Rain here, Drought elsewhere — and Community Dinner

On this rainy Sunday morning . . .

I reflect on the news I heard last night, from Dane Wigington, speaking with Greg Hunter, that 40 million people are about to be severely affected by longstanding drought conditions. 

Climate engineering researcher Dane Wigington says the extreme drought conditions in the U.S. are caused by man-made weather modification called geoengineering.  It’s not some naturally occurring event, but an “engineered drought catastrophe.”  Wigington says after decades of climate engineering, things are getting so bad that millions in the Southwestern United States will be without water sometime in 2023.  Wigington explains, “The mainstream media and official sources are doing their best to sweep it under the rug.  We are talking about 40 million people that will be impacted by the drying out of the Colorado River basin and tributaries.”

Los Angeles, San Diego, Phoenix, Tucson and Las Vegas are the few of the cities that are already struggling with severe water conservation restrictions.  Wigington says, “Drought caused by man-made weather modification is not coming, it’s here now and will only get worse from here on out. . . . There is no speculation, no hypothesis or conjecture in any of this.  Climate engineering is the primary cause for the protracted drought, and not just in the U.S. but in many other parts of the world.  It also causes a deluge scenario, and all of it is crushing crops.  We can speculate to the motives and agendas behind those who run these operations, but the fact that climate engineering is the primary causal factor for the western drought is inarguable.”

According to Wigington, the entire western half of the U.S. is affected by drought, in high contrast to the eastern half, which by and large is getting enough moisture and is largely asleep to conditions in the west, given that the MSM has yet to pick up on this developing disaster.
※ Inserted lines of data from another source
//! impress-unify CLI
//!
//! Reads one value per line (from a file or stdin), unifies them, and prints
//! one unified value per line in input order.

use std::io::{self, Read, Write};
use std::path::PathBuf;

use clap::{Parser, ValueEnum};
use tracing_subscriber::EnvFilter;

use impress_unify::{
    unify_report, unify_values, ClusterLinkage, DistanceMetric, RepresentativeStrategy,
    UnifyOptions,
};

#[derive(Debug, Clone, Copy, ValueEnum)]
enum OutputFormat {
    /// One unified value per line
    Lines,
    /// Values and groups as JSON
    Json,
}

#[derive(Debug, Parser)]
#[command(name = "impress-unify", version, about = "Unify near-duplicate text values")]
struct Cli {
    /// Input file with one value per line (stdin if omitted)
    input: Option<PathBuf>,

    /// TOML options file
    #[arg(long, env = "IMPRESS_UNIFY_CONFIG")]
    config: Option<PathBuf>,

    /// Maximum linkage distance for merging clusters
    #[arg(long)]
    threshold: Option<f64>,

    /// levenshtein, jaro_winkler, or token_set_ratio
    #[arg(long)]
    metric: Option<DistanceMetric>,

    /// average, single, or complete
    #[arg(long)]
    linkage: Option<ClusterLinkage>,

    /// medoid, shortest, longest, or first_alphabetical
    #[arg(long)]
    strategy: Option<RepresentativeStrategy>,

    /// Compare values case-sensitively
    #[arg(long)]
    no_lowercase: bool,

    /// Characters stripped from both ends of each value
    #[arg(long)]
    strip_chars: Option<String>,

    /// Characters removed anywhere in each value
    #[arg(long)]
    remove_chars: Option<String>,

    /// Clusters smaller than this keep their values unchanged
    #[arg(long)]
    min_cluster_size: Option<usize>,

    #[arg(long, value_enum, default_value_t = OutputFormat::Lines)]
    format: OutputFormat,
}

impl Cli {
    fn options(&self) -> impress_unify::Result<UnifyOptions> {
        let mut options = match &self.config {
            Some(path) => UnifyOptions::load(path)?,
            None => UnifyOptions::default(),
        };

        if let Some(threshold) = self.threshold {
            options.distance_threshold = threshold;
        }
        if let Some(metric) = self.metric {
            options.distance_metric = metric;
        }
        if let Some(linkage) = self.linkage {
            options.cluster_linkage = linkage;
        }
        if let Some(strategy) = self.strategy {
            options.representative_strategy = strategy;
        }
        if self.no_lowercase {
            options.lowercase = false;
        }
        if let Some(strip_chars) = &self.strip_chars {
            options.strip_chars = strip_chars.clone();
        }
        if let Some(remove_chars) = &self.remove_chars {
            options.remove_internal_chars = remove_chars.clone();
        }
        if let Some(min_size) = self.min_cluster_size {
            options.min_cluster_size_for_representation_change = min_size;
        }

        Ok(options)
    }

    fn read_input(&self) -> io::Result<String> {
        match &self.input {
            Some(path) => std::fs::read_to_string(path),
            None => {
                let mut buf = String::new();
                io::stdin().read_to_string(&mut buf)?;
                Ok(buf)
            }
        }
    }
}

/// One trimmed value per line; a trailing newline adds no value
fn split_values(content: &str) -> Vec<&str> {
    content.lines().map(str::trim).collect()
}

fn main() -> Result<(), Box<dyn std::error::Error>> {
    // Logs go to stderr so stdout stays clean for piping
    tracing_subscriber::fmt()
        .with_env_filter(
            EnvFilter::try_from_default_env().unwrap_or_else(|_| EnvFilter::new("warn")),
        )
        .with_writer(io::stderr)
        .init();

    let cli = Cli::parse();
    let options = cli.options()?;
    let content = cli.read_input()?;
    let values = split_values(&content);

    tracing::info!("Unifying {} values", values.len());

    let stdout = io::stdout();
    let mut out = stdout.lock();
    match cli.format {
        OutputFormat::Lines => {
            for value in unify_values(&values, &options)? {
                writeln!(out, "{}", value)?;
            }
        }
        OutputFormat::Json => {
            let report = unify_report(&values, &options)?;
            serde_json::to_writer_pretty(&mut out, &report)?;
            writeln!(out)?;
        }
    }

    Ok(())
}
//! Error types for impress-unify

use thiserror::Error;

/// Result type alias for unification operations
pub type Result<T> = std::result::Result<T, UnifyError>;

/// Boxed error returned by a caller-supplied preprocessor
pub type PreprocessError = Box<dyn std::error::Error + Send + Sync>;

/// Main error type for unification operations
#[derive(Error, Debug)]
#[cfg_attr(feature = "native", derive(uniffi::Error), uniffi(flat_error))]
pub enum UnifyError {
    /// Distance metric name not recognized
    #[error("Unknown distance metric: {0}")]
    UnknownMetric(String),

    /// Cluster linkage name not recognized
    #[error("Unknown cluster linkage: {0}")]
    UnknownLinkage(String),

    /// Representative strategy name not recognized
    #[error("Unknown representative strategy: {0}")]
    UnknownStrategy(String),

    /// The caller-supplied preprocessor failed on a value
    #[error("Preprocessor failed on {value:?}: {source}")]
    Preprocessor {
        value: String,
        #[source]
        source: PreprocessError,
    },

    /// A strip/remove character class could not be compiled
    #[error("Invalid character class: {0}")]
    Pattern(#[from] regex::Error),

    /// Options file could not be parsed
    #[error("Config parse error: {0}")]
    Config(#[from] toml::de::Error),

    /// Options file could not be read
    #[error("IO error: {0}")]
    Io(#[from] std::io::Error),
}
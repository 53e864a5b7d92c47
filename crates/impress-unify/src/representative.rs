//! Canonical key selection for a cluster

use crate::config::RepresentativeStrategy;
use crate::matrix::DistanceMatrix;
use std::cmp::Ordering;

/// Compare strings by UTF-16 code units. Differs from `str` ordering only
/// when U+E000..=U+FFFF meets a supplementary-plane character.
pub fn code_unit_cmp(a: &str, b: &str) -> Ordering {
    a.encode_utf16().cmp(b.encode_utf16())
}

/// Pick the representative key of one cluster.
///
/// `cluster_keys[k]` is the key at matrix index `indices[k]`. Returns `None`
/// only for an empty cluster.
pub fn select_representative<'a>(
    cluster_keys: &[&'a str],
    indices: &[usize],
    strategy: RepresentativeStrategy,
    matrix: &DistanceMatrix,
) -> Option<&'a str> {
    match strategy {
        RepresentativeStrategy::Medoid => medoid(cluster_keys, indices, matrix),
        RepresentativeStrategy::Shortest => cluster_keys
            .iter()
            .copied()
            .min_by(|a, b| a.chars().count().cmp(&b.chars().count()).then_with(|| a.cmp(b))),
        RepresentativeStrategy::Longest => cluster_keys
            .iter()
            .copied()
            .min_by(|a, b| b.chars().count().cmp(&a.chars().count()).then_with(|| a.cmp(b))),
        RepresentativeStrategy::FirstAlphabetical => {
            cluster_keys.iter().copied().min_by(|a, b| code_unit_cmp(a, b))
        }
    }
}

/// Member with the smallest total distance to the rest of its cluster.
/// Ties keep the earliest member.
fn medoid<'a>(cluster_keys: &[&'a str], indices: &[usize], matrix: &DistanceMatrix) -> Option<&'a str> {
    let mut best: Option<(&'a str, f64)> = None;
    for (&key, &idx) in cluster_keys.iter().zip(indices) {
        let total: f64 = indices.iter().map(|&other| matrix.get(idx, other)).sum();
        if best.map_or(true, |(_, min)| total < min) {
            best = Some((key, total));
        }
    }
    best.map(|(key, _)| key)
}
//! Value normalization into comparison keys

use lazy_static::lazy_static;
use regex::Regex;
use unicode_normalization::UnicodeNormalization;

use crate::config::{Preprocessor, UnifyOptions};
use crate::error::Result;

lazy_static! {
    static ref WHITESPACE_RUN: Regex = Regex::new(r"\s+").unwrap();
}

/// Maps raw values to normalized keys.
///
/// The strip/remove character classes are compiled once and reused for
/// every value of a call.
#[derive(Debug)]
pub struct Normalizer {
    lowercase: bool,
    edge_pattern: Option<Regex>,
    internal_pattern: Option<Regex>,
    preprocessor: Option<Preprocessor>,
}

impl Normalizer {
    pub fn new(options: &UnifyOptions) -> Result<Self> {
        let edge_pattern = match char_class(&options.strip_chars) {
            Some(class) => Some(Regex::new(&format!("^{class}+|{class}+$"))?),
            None => None,
        };
        let internal_pattern = match char_class(&options.remove_internal_chars) {
            Some(class) => Some(Regex::new(&class)?),
            None => None,
        };

        Ok(Self {
            lowercase: options.lowercase,
            edge_pattern,
            internal_pattern,
            preprocessor: options.preprocessor.clone(),
        })
    }

    /// Normalize a raw value into its comparison key.
    ///
    /// An empty result means the value normalizes to nothing.
    pub fn normalize(&self, raw: &str) -> Result<String> {
        let mut key = match &self.preprocessor {
            Some(preprocessor) => preprocessor.apply(raw)?,
            None => raw.to_string(),
        };

        key = fold_diacritics(&key);

        if self.lowercase {
            key = key.to_lowercase();
        }

        if let Some(edges) = &self.edge_pattern {
            key = edges.replace_all(&key, "").into_owned();
        }

        if let Some(internal) = &self.internal_pattern {
            key = internal.replace_all(&key, "").into_owned();
        }

        Ok(collapse_whitespace(&key))
    }
}

/// Build an escaped character class from a set of literal characters.
///
/// Returns `None` for an empty set, which matches nothing.
fn char_class(chars: &str) -> Option<String> {
    if chars.is_empty() {
        return None;
    }
    let escaped: String = chars
        .chars()
        .map(|c| regex::escape(c.encode_utf8(&mut [0; 4])))
        .collect();
    Some(format!("[{escaped}]"))
}

/// Decompose (NFKD) and drop combining diacritical marks
fn fold_diacritics(s: &str) -> String {
    s.nfkd()
        .filter(|c| !('\u{0300}'..='\u{036f}').contains(c))
        .collect()
}

/// Collapse whitespace runs into a single space and trim
fn collapse_whitespace(s: &str) -> String {
    WHITESPACE_RUN.replace_all(s, " ").trim().to_string()
}
//! Unification benchmarks

use criterion::{black_box, criterion_group, criterion_main, BenchmarkId, Criterion};
use impress_unify::{unify_values, ClusterLinkage, DistanceMatrix, DistanceMetric, UnifyOptions};

fn generate_company_names(count: usize) -> Vec<String> {
    let bases = ["Acme", "Globex", "Initech", "Umbrella", "Hooli", "Stark", "Wayne", "Wonka"];
    let suffixes = ["", " Inc", " Inc.", " Corp", " Co.", " (US)", "-Group"];
    (0..count)
        .map(|i| {
            let base = bases[i % bases.len()];
            let suffix = suffixes[(i / bases.len()) % suffixes.len()];
            if i % 3 == 0 {
                format!("{}{} {}", base.to_uppercase(), suffix, i / 24)
            } else {
                format!("{}{} {}", base, suffix, i / 24)
            }
        })
        .collect()
}

fn bench_unify(c: &mut Criterion) {
    let mut group = c.benchmark_group("unify_values");
    for count in [50, 200, 500] {
        let values = generate_company_names(count);
        group.bench_with_input(BenchmarkId::from_parameter(count), &values, |b, values| {
            b.iter(|| unify_values(black_box(values), &UnifyOptions::default()))
        });
    }
    group.finish();
}

fn bench_linkage(c: &mut Criterion) {
    let values = generate_company_names(200);
    let mut group = c.benchmark_group("linkage");
    for linkage in [ClusterLinkage::Single, ClusterLinkage::Complete, ClusterLinkage::Average] {
        let options = UnifyOptions {
            cluster_linkage: linkage,
            ..Default::default()
        };
        group.bench_function(linkage.as_str(), |b| {
            b.iter(|| unify_values(black_box(&values), &options))
        });
    }
    group.finish();
}

fn bench_distance_matrix(c: &mut Criterion) {
    let keys: Vec<String> = generate_company_names(300)
        .into_iter()
        .map(|v| v.to_lowercase())
        .collect();
    let mut group = c.benchmark_group("distance_matrix");
    for metric in [
        DistanceMetric::Levenshtein,
        DistanceMetric::JaroWinkler,
        DistanceMetric::TokenSetRatio,
    ] {
        group.bench_function(metric.as_str(), |b| {
            b.iter(|| DistanceMatrix::build(black_box(&keys), metric))
        });
    }
    group.finish();
}

criterion_group!(benches, bench_unify, bench_linkage, bench_distance_matrix);
criterion_main!(benches);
What this means for likely drying up of food production as well as western refuge flows to the east is ominous. 

Even here, whenever rain does not come and we must water our gardens with city water, the water bills, like everything else, have gone up, to $85 in June for each of our three homes.
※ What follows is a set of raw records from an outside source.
//! String similarity scorers on `[0, 1]`
//!
//! `fuzzy_ratio` and `token_set_ratio` follow the classic fuzzy-matching
//! conventions: both inputs are reduced to lowercase alphanumeric tokens
//! joined by single spaces, and the score is reported in whole percentage
//! points.

use std::collections::BTreeSet;

/// Jaro-Winkler similarity (prefix boost up to 4 chars, scale 0.1)
pub fn jaro_winkler(a: &str, b: &str) -> f64 {
    strsim::jaro_winkler(a, b)
}

/// Indel-based similarity ratio: `2 * LCS / (len(a) + len(b))`
pub fn fuzzy_ratio(a: &str, b: &str) -> f64 {
    raw_ratio(&full_process(a), &full_process(b))
}

/// Token-set similarity, insensitive to word order and to words present
/// in only one of the strings when the rest is a subset of the other.
pub fn token_set_ratio(a: &str, b: &str) -> f64 {
    let a = full_process(a);
    let b = full_process(b);
    if a.is_empty() || b.is_empty() {
        return 0.0;
    }

    let tokens_a: BTreeSet<&str> = a.split_whitespace().collect();
    let tokens_b: BTreeSet<&str> = b.split_whitespace().collect();

    let sorted_sect = join_tokens(tokens_a.intersection(&tokens_b).copied());
    let sorted_a_only = join_tokens(tokens_a.difference(&tokens_b).copied());
    let sorted_b_only = join_tokens(tokens_b.difference(&tokens_a).copied());

    let combined_a = format!("{sorted_sect} {sorted_a_only}");
    let combined_b = format!("{sorted_sect} {sorted_b_only}");
    let combined_a = combined_a.trim();
    let combined_b = combined_b.trim();

    [
        raw_ratio(&sorted_sect, combined_a),
        raw_ratio(&sorted_sect, combined_b),
        raw_ratio(combined_a, combined_b),
    ]
    .into_iter()
    .fold(0.0, f64::max)
}

/// Ratio on already processed strings, rounded to whole percent
fn raw_ratio(a: &str, b: &str) -> f64 {
    if a.is_empty() || b.is_empty() {
        return 0.0;
    }
    let a: Vec<char> = a.chars().collect();
    let b: Vec<char> = b.chars().collect();
    let total = a.len() + b.len();
    let ratio = 2.0 * lcs_length(&a, &b) as f64 / total as f64;
    (ratio * 100.0).round() / 100.0
}

/// Replace non-alphanumerics with spaces, lowercase, and collapse
/// whitespace runs to single spaces
fn full_process(s: &str) -> String {
    let replaced: String = s
        .chars()
        .map(|c| if c.is_alphanumeric() { c } else { ' ' })
        .collect();
    join_tokens(replaced.to_lowercase().split_whitespace())
}

fn join_tokens<'a>(tokens: impl Iterator<Item = &'a str>) -> String {
    tokens.collect::<Vec<_>>().join(" ")
}

/// LCS length using two-row DP
fn lcs_length(a: &[char], b: &[char]) -> usize {
    let mut prev = vec![0usize; b.len() + 1];
    let mut curr = vec![0usize; b.len() + 1];
    for &char_a in a {
        for (j, &char_b) in b.iter().enumerate() {
            curr[j + 1] = if char_a == char_b {
                prev[j] + 1
            } else {
                prev[j + 1].max(curr[j])
            };
        }
        std::mem::swap(&mut prev, &mut curr);
    }
    prev[b.len()]
}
So we don’t mind rain, not at all. 

We are glad, however, when rain doesn’t interrupt our weekly Community Dinners. Two Thursdays ago, it did, and we retreated to the Overhill house for our weekly dinner. This past Thursday however, saw perfect conditions on the patio.

Here we are, gathering . . .

These flowers (what are they? not black-eyed susans, because eyes not black!) lean towards us, welcoming.

Two tables filled, one to go. 

What’s left of Annie’s delicious meatballs and sauce.

The usual good time with friends and neighbors!

Grateful.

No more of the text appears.